## Assigned task
Only the lines from the opening of the material through the one containing "pub const MAX_ROUNDS: usize = 100;" should be reproduced, each exactly as it stands.

(Given records Opens)

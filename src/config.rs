//! Cascade configuration.

use crate::error::{Error, Result};

/// Maximum number of cascading rounds before the loop gives up on the
/// remaining unmatched rows.
pub const MAX_ROUNDS: usize = 100;

/// Unmatched sets smaller than this are clustered directly, without
/// sub-sampling.
pub const SAMPLE_FLOOR: usize = 1000;

/// Options recognized by the cascade controller.
#[derive(Debug, Clone)]
pub struct CascadeConfig {
    /// Distance cutoff, used both for the dendrogram cut and for accepting a
    /// nearest-representative match.
    pub threshold: f64,
    /// Sub-sampling stride: every `sample_rate`-th unmatched row is kept when
    /// the unmatched set is large. 100 means a 1% sample.
    pub sample_rate: usize,
    /// Persist matched clusters through the injected sink.
    pub save_file: bool,
}

impl Default for CascadeConfig {
    fn default() -> Self {
        Self {
            threshold: 0.3,
            sample_rate: 100,
            save_file: false,
        }
    }
}

impl CascadeConfig {
    /// Set the distance threshold.
    pub fn with_threshold(mut self, threshold: f64) -> Self {
        self.threshold = threshold;
        self
    }

    /// Set the sub-sampling stride.
    pub fn with_sample_rate(mut self, sample_rate: usize) -> Self {
        self.sample_rate = sample_rate;
        self
    }

    /// Enable or disable cluster persistence.
    pub fn with_save_file(mut self, save_file: bool) -> Self {
        self.save_file = save_file;
        self
    }

    /// Validate the option values.
    pub fn validate(&self) -> Result<()> {
        if self.sample_rate == 0 {
            return Err(Error::InvalidParameter {
                name: "sample_rate",
                message: "must be at least 1",
            });
        }
        if !self.threshold.is_finite() || self.threshold < 0.0 {
            return Err(Error::InvalidParameter {
                name: "threshold",
                message: "must be finite and non-negative",
            });
        }
        Ok(())
    }
}

#[cfg(test)]
mod tests {
    use super::*;

    #[test]
    fn test_default_config_is_valid() {
        let config = CascadeConfig::default();
        assert!(config.validate().is_ok());
        assert_eq!(config.sample_rate, 100);
        assert!((config.threshold - 0.3).abs() < f64::EPSILON);
        assert!(!config.save_file);
    }

    #[test]
    fn test_zero_sample_rate_rejected() {
        let config = CascadeConfig::default().with_sample_rate(0);
        assert!(config.validate().is_err());
    }

    #[test]
    fn test_negative_threshold_rejected() {
        let config = CascadeConfig::default().with_threshold(-0.1);
        assert!(config.validate().is_err());

        let config = CascadeConfig::default().with_threshold(f64::NAN);
        assert!(config.validate().is_err());
    }

    #[test]
    fn test_zero_threshold_allowed() {
        // A zero threshold is degenerate (nothing ever matches) but legal.
        let config = CascadeConfig::default().with_threshold(0.0);
        assert!(config.validate().is_ok());
    }
}
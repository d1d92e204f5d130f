//! Complete-linkage agglomerative clustering with a distance-threshold cut.
//!
//! Bottom-up clustering that repeatedly merges the two closest clusters,
//! where cluster distance is the **maximum** pairwise distance between
//! members. Complete linkage keeps clusters compact, which is what the
//! matcher needs: every member of a cut cluster sits within the threshold
//! of every other member, so the cluster centroid is a usable stand-in for
//! the whole group.
//!
//! The cut criterion mirrors `fcluster(Z, t, criterion='distance')`: merges
//! at dissimilarity ≤ `threshold` survive, everything above is severed.

use super::dendrogram::Dendrogram;
use super::traits::{ClusterSet, Clusterer};
use crate::distance::condensed_checked;
use crate::error::{Error, Result};
use kodama::{linkage as kodama_linkage, Method as KodamaMethod};
use ndarray::ArrayView2;

/// Complete-linkage hierarchical clusterer.
#[derive(Debug, Clone, Copy, Default)]
pub struct CompleteLinkage;

impl CompleteLinkage {
    /// Build the full merge tree for `data`.
    pub fn dendrogram(&self, data: ArrayView2<'_, f64>) -> Result<Dendrogram> {
        let n = data.nrows();
        if n == 0 {
            return Err(Error::EmptyInput);
        }

        let mut condensed = condensed_checked(data)?;

        // kodama's dendrogram uses SciPy-style cluster labels:
        // leaves are 0..n-1, merge i creates cluster id n+i.
        let dend = kodama_linkage(&mut condensed, n, KodamaMethod::Complete);

        let mut tree = Dendrogram::new(n);
        for step in dend.steps() {
            tree.add_merge(step.cluster1, step.cluster2, step.dissimilarity, step.size);
        }
        Ok(tree)
    }
}

impl Clusterer for CompleteLinkage {
    fn cluster(&self, data: ArrayView2<'_, f64>, threshold: f64) -> Result<ClusterSet> {
        let n = data.nrows();
        if n == 0 {
            return Err(Error::EmptyInput);
        }
        // A lone vector is its own cluster; the linkage machinery needs pairs.
        if n == 1 {
            return Ok(vec![vec![0]]);
        }

        let labels = self.dendrogram(data)?.cut_at_distance(threshold);
        let k = labels.iter().max().map_or(0, |&max| max + 1);
        let mut clusters = vec![Vec::new(); k];
        for (row, &c) in labels.iter().enumerate() {
            clusters[c].push(row);
        }
        Ok(clusters)
    }
}
//! Threshold-cut agglomerative clustering.
//!
//! The cascade needs one capability here: group a sample of weighted event
//! vectors so that no two members of a group are farther apart than the
//! configured threshold. That capability is the [`Clusterer`] trait; the
//! default backend is [`CompleteLinkage`], built on kodama's agglomerative
//! linkage plus a distance cut of the recorded [`Dendrogram`].

mod complete_linkage;
mod dendrogram;
mod traits;

pub use complete_linkage::CompleteLinkage;
pub use dendrogram::{Dendrogram, Merge};
pub use traits::{ClusterSet, Clusterer};
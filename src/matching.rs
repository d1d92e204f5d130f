//! Nearest-representative matching.
//!
//! Every point is compared against the current round's representatives.
//! The nearest one wins, but only if it is strictly within the threshold;
//! otherwise the point is flagged unmatched and rolls into the next round.

use crate::distance::cross_euclidean;
use ndarray::ArrayView2;

/// Sentinel label for a point that matched no representative.
pub const UNMATCHED: i64 = -1;

/// Outcome of matching one batch of points against one representative batch.
#[derive(Debug, Clone)]
pub struct RoundMatch {
    /// Per-point local representative id, or [`UNMATCHED`].
    pub labels: Vec<i64>,
    /// Positions (into the matched batch) of the unmatched points.
    pub unmatched: Vec<usize>,
}

impl RoundMatch {
    /// Number of points that matched a representative.
    pub fn matched_count(&self) -> usize {
        self.labels.len() - self.unmatched.len()
    }
}

/// Assign each point to its nearest representative if strictly within
/// `threshold`, else mark it unmatched.
pub fn match_to_representatives(
    points: ArrayView2<'_, f64>,
    representatives: ArrayView2<'_, f64>,
    threshold: f64,
) -> RoundMatch {
    let n = points.nrows();
    if representatives.nrows() == 0 {
        return RoundMatch {
            labels: vec![UNMATCHED; n],
            unmatched: (0..n).collect(),
        };
    }

    let distances = cross_euclidean(points, representatives);
    let mut labels = Vec::with_capacity(n);
    let mut unmatched = Vec::new();
    for i in 0..n {
        let mut nearest = 0usize;
        let mut nearest_distance = f64::INFINITY;
        for (j, &d) in distances.row(i).iter().enumerate() {
            if d < nearest_distance {
                nearest = j;
                nearest_distance = d;
            }
        }
        if nearest_distance < threshold {
            labels.push(nearest as i64);
        } else {
            labels.push(UNMATCHED);
            unmatched.push(i);
        }
    }
    RoundMatch { labels, unmatched }
}

#[cfg(test)]
mod tests {
    use super::*;
    use ndarray::array;

    #[test]
    fn test_point_identical_to_representative_matches_it() {
        let reps = array![[0.0, 0.0], [5.0, 5.0]];
        let points = array![[5.0, 5.0]];

        let result = match_to_representatives(points.view(), reps.view(), 1e-9);
        assert_eq!(result.labels, vec![1]);
        assert!(result.unmatched.is_empty());
    }

    #[test]
    fn test_acceptance_is_strict() {
        let reps = array![[0.0]];
        let points = array![[0.3]];

        // distance == threshold is a miss
        let result = match_to_representatives(points.view(), reps.view(), 0.3);
        assert_eq!(result.labels, vec![UNMATCHED]);
        assert_eq!(result.unmatched, vec![0]);

        let result = match_to_representatives(points.view(), reps.view(), 0.31);
        assert_eq!(result.labels, vec![0]);
    }

    #[test]
    fn test_nearest_representative_wins() {
        let reps = array![[0.0], [1.0], [2.0]];
        let points = array![[0.9], [1.9], [0.1]];

        let result = match_to_representatives(points.view(), reps.view(), 0.5);
        assert_eq!(result.labels, vec![1, 2, 0]);
        assert_eq!(result.matched_count(), 3);
    }

    #[test]
    fn test_mixed_batch_reports_unmatched_positions() {
        let reps = array![[0.0, 0.0]];
        let points = array![[0.1, 0.0], [9.0, 9.0], [0.0, 0.1], [7.0, 7.0]];

        let result = match_to_representatives(points.view(), reps.view(), 0.5);
        assert_eq!(result.labels, vec![0, UNMATCHED, 0, UNMATCHED]);
        assert_eq!(result.unmatched, vec![1, 3]);
        assert_eq!(result.matched_count(), 2);
    }

    #[test]
    fn test_no_representatives_leaves_all_unmatched() {
        let reps = ndarray::Array2::<f64>::zeros((0, 2));
        let points = array![[0.0, 0.0], [1.0, 1.0]];

        let result = match_to_representatives(points.view(), reps.view(), 10.0);
        assert_eq!(result.labels, vec![UNMATCHED, UNMATCHED]);
        assert_eq!(result.unmatched, vec![0, 1]);
    }
}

(Given records Closes)

## Response
filename src/config.rs
//! Cascade configuration.

use crate::error::{Error, Result};

/// Maximum number of cascading rounds before the loop gives up on the
/// remaining unmatched rows.
pub const MAX_ROUNDS: usize = 100;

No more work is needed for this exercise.